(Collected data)
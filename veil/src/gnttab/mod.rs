//! Grant and map context managers
//!
//! A grant makes pages of a fresh kernel buffer visible to a foreign
//! domain and maps the same pages into the client. A map does the reverse:
//! it maps pages a foreign domain granted to us into kernel space and then
//! into the client. Both park their context in the correlation queue until
//! the client revokes/unmaps or the request is cancelled.
//!
//! Construction acquires resources in a fixed order and every failure path
//! releases what it acquired in reverse. Teardown of a live context never
//! fails quietly: a page that will not revoke or a mapping that will not
//! unmap is an invariant violation.

mod grant;
mod map;

pub use grant::{GrantContext, GrantRequest, GrantResult};
pub use map::{MapContext, MapRequest};

use std::sync::atomic::{AtomicBool, Ordering};
use std::sync::Arc;

use tracing::{debug, error, warn};

use crate::bus::{Bus, CacheLock, GrantCache, KernelBuffer};
use crate::error::{Result, Status, VeilError};
use crate::evtchn::ChannelRegistry;
use crate::queue::{PendingOp, PendingQueue};
use crate::types::{pages_to_bytes, GrantFlags, LocalPort, MAX_PAGES};

/// Spin lock handed to the grant table as its cache lock callbacks
#[derive(Debug, Default)]
pub struct GrantCacheLock {
    held: AtomicBool,
}

impl GrantCacheLock {
    pub fn new() -> Self {
        Self::default()
    }

    pub fn is_held(&self) -> bool {
        self.held.load(Ordering::Acquire)
    }
}

impl CacheLock for GrantCacheLock {
    fn acquire(&self) {
        while self
            .held
            .compare_exchange_weak(false, true, Ordering::Acquire, Ordering::Relaxed)
            .is_err()
        {
            std::hint::spin_loop();
        }
    }

    fn release(&self) {
        self.held.store(false, Ordering::Release);
    }
}

/// Check page count and notify offset of a grant or map request
pub fn validate_geometry(pages: u32, flags: GrantFlags, notify_offset: u32) -> Result<()> {
    if pages == 0 || pages > MAX_PAGES {
        return Err(VeilError::invalid(format!(
            "page count {pages} outside 1..={MAX_PAGES}"
        )));
    }
    if flags.contains(GrantFlags::USE_NOTIFY_OFFSET) && notify_offset as u64 >= pages_to_bytes(pages) {
        return Err(VeilError::invalid(format!(
            "notify offset {notify_offset:#x} beyond {pages} pages"
        )));
    }
    Ok(())
}

/// Notification settings shared by grant and map contexts
#[derive(Debug, Clone, Copy)]
pub(crate) struct Notify {
    pub flags: GrantFlags,
    pub offset: u32,
    pub port: LocalPort,
}

pub struct GrantTable {
    bus: Bus,
    cache: GrantCache,
    queue: Arc<PendingQueue>,
    channels: Arc<ChannelRegistry>,
}

impl GrantTable {
    /// Create the grant cache and bind the managers to the queue
    pub fn new(bus: Bus, queue: Arc<PendingQueue>, channels: Arc<ChannelRegistry>) -> Result<Self> {
        let cache = bus
            .gnttab
            .create_cache("veil-gnttab", Arc::new(GrantCacheLock::new()))
            .map_err(|e| {
                error!("grant cache creation failed: {}", e);
                VeilError::from(e)
            })?;
        debug!("grant cache {:?} created", cache);

        Ok(Self {
            bus,
            cache,
            queue,
            channels,
        })
    }

    pub fn queue(&self) -> &PendingQueue {
        &self.queue
    }

    /// Tear down a context that was removed from the queue
    pub fn free_op(&self, op: PendingOp) {
        match op {
            PendingOp::Grant(context) => self.free_grant(context),
            PendingOp::Map(context) => self.free_map(context),
        }
    }

    /// Teardown steps shared by grants and maps, before the unmaps
    fn notify_peer(&self, notify: &Notify, buffer: &KernelBuffer) {
        if notify.flags.contains(GrantFlags::USE_NOTIFY_OFFSET) {
            self.bus.memory.poke(buffer, notify.offset as u64, 0);
        }

        if notify.flags.contains(GrantFlags::USE_NOTIFY_PORT) {
            if let Err(e) = self.channels.notify(notify.port, None) {
                error!("failed to notify {}: {}", notify.port, e);
            }
        }
    }
}

impl Drop for GrantTable {
    fn drop(&mut self) {
        if std::thread::panicking() {
            if !self.queue.is_empty() {
                error!("{} parked requests leaked while unwinding", self.queue.len());
            }
            return;
        }

        let mut parked = self.queue.drain();
        // maps may alias our own grants, which refuse revocation while mapped
        parked.sort_by_key(|(op, _)| matches!(op, PendingOp::Grant(_)));
        if !parked.is_empty() {
            warn!("{} requests still parked at shutdown, tearing down", parked.len());
        }
        for (op, completion) in parked {
            self.free_op(op);
            completion.complete(Status::Cancelled);
        }
        self.bus.gnttab.destroy_cache(self.cache);
    }
}

#[cfg(test)]
mod tests {
    use super::*;
    use crate::bus::Loopback;
    use crate::types::{ClientId, DomainId};

    #[test]
    fn test_geometry_bounds() {
        let none = GrantFlags::empty();
        assert_eq!(validate_geometry(0, none, 0).unwrap_err().status(), Status::InvalidParameter);
        assert!(validate_geometry(1, none, 0).is_ok());
        assert!(validate_geometry(MAX_PAGES, none, 0).is_ok());
        assert!(validate_geometry(MAX_PAGES + 1, none, 0).is_err());
    }

    #[test]
    fn test_notify_offset_only_checked_when_used() {
        assert!(validate_geometry(1, GrantFlags::empty(), 4096).is_ok());
        assert!(validate_geometry(1, GrantFlags::USE_NOTIFY_OFFSET, 4095).is_ok());
        assert!(validate_geometry(1, GrantFlags::USE_NOTIFY_OFFSET, 4096).is_err());
    }

    #[test]
    fn test_drop_tears_down_parked_grants() {
        let lb = Arc::new(Loopback::new(DomainId(0), 64, 1));
        let channels = Arc::new(ChannelRegistry::new(lb.clone(), lb.clone(), 1, 4).unwrap());
        let table = GrantTable::new(Bus::loopback(lb.clone()), Arc::new(PendingQueue::new()), channels).unwrap();
        let request = GrantRequest {
            remote: DomainId(1),
            pages: 3,
            flags: GrantFlags::empty(),
            notify_offset: 0,
            notify_port: LocalPort(0),
            request_id: 1,
        };
        let pending = table.permit_foreign_access(ClientId(1), &request).unwrap();

        drop(table);
        assert_eq!(pending.status(), Some(Status::Cancelled));
        let stats = lb.stats();
        assert_eq!(stats.active_grants, 0);
        assert_eq!(stats.allocated_pages, 0);
        assert_eq!(stats.user_mappings, 0);
        assert_eq!(stats.violations, 0);
    }

    #[test]
    fn test_drop_unmaps_before_revoking() {
        let lb = Arc::new(Loopback::new(DomainId(0), 64, 1));
        let channels = Arc::new(ChannelRegistry::new(lb.clone(), lb.clone(), 1, 4).unwrap());
        let table = GrantTable::new(Bus::loopback(lb.clone()), Arc::new(PendingQueue::new()), channels).unwrap();
        let client = ClientId(1);

        for request_id in 1..=4 {
            let request = GrantRequest {
                remote: DomainId(0),
                pages: 2,
                flags: GrantFlags::empty(),
                notify_offset: 0,
                notify_port: LocalPort(0),
                request_id,
            };
            table.permit_foreign_access(client, &request).unwrap();
            let references = table
                .get_grant_result(client, request_id, GrantResult::encoded_len(2))
                .unwrap()
                .references;
            let map = MapRequest {
                remote: DomainId(0),
                pages: 2,
                flags: GrantFlags::empty(),
                notify_offset: 0,
                notify_port: LocalPort(0),
                request_id,
                references,
            };
            table.map_foreign_pages(client, &map).unwrap();
        }

        drop(table);
        let stats = lb.stats();
        assert_eq!(stats.foreign_mappings, 0);
        assert_eq!(stats.active_grants, 0);
        assert_eq!(stats.allocated_pages, 0);
        assert_eq!(stats.violations, 0);
    }

    #[test]
    fn test_cache_lock() {
        let lock = GrantCacheLock::new();
        lock.acquire();
        assert!(lock.is_held());
        lock.release();
        assert!(!lock.is_held());
    }
}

== TASK BRIEF ==
Print, please, the lines above from the very first through the one that holds "live context never", both included, word for word and with nothing else.

== ANSWER TO THIS EXERCISE ==
filename veil/src/gnttab/mod.rs
//! Grant and map context managers
//!
//! A grant makes pages of a fresh kernel buffer visible to a foreign
//! domain and maps the same pages into the client. A map does the reverse:
//! it maps pages a foreign domain granted to us into kernel space and then
//! into the client. Both park their context in the correlation queue until
//! the client revokes/unmaps or the request is cancelled.
//!
//! Construction acquires resources in a fixed order and every failure path
//! releases what it acquired in reverse. Teardown of a live context never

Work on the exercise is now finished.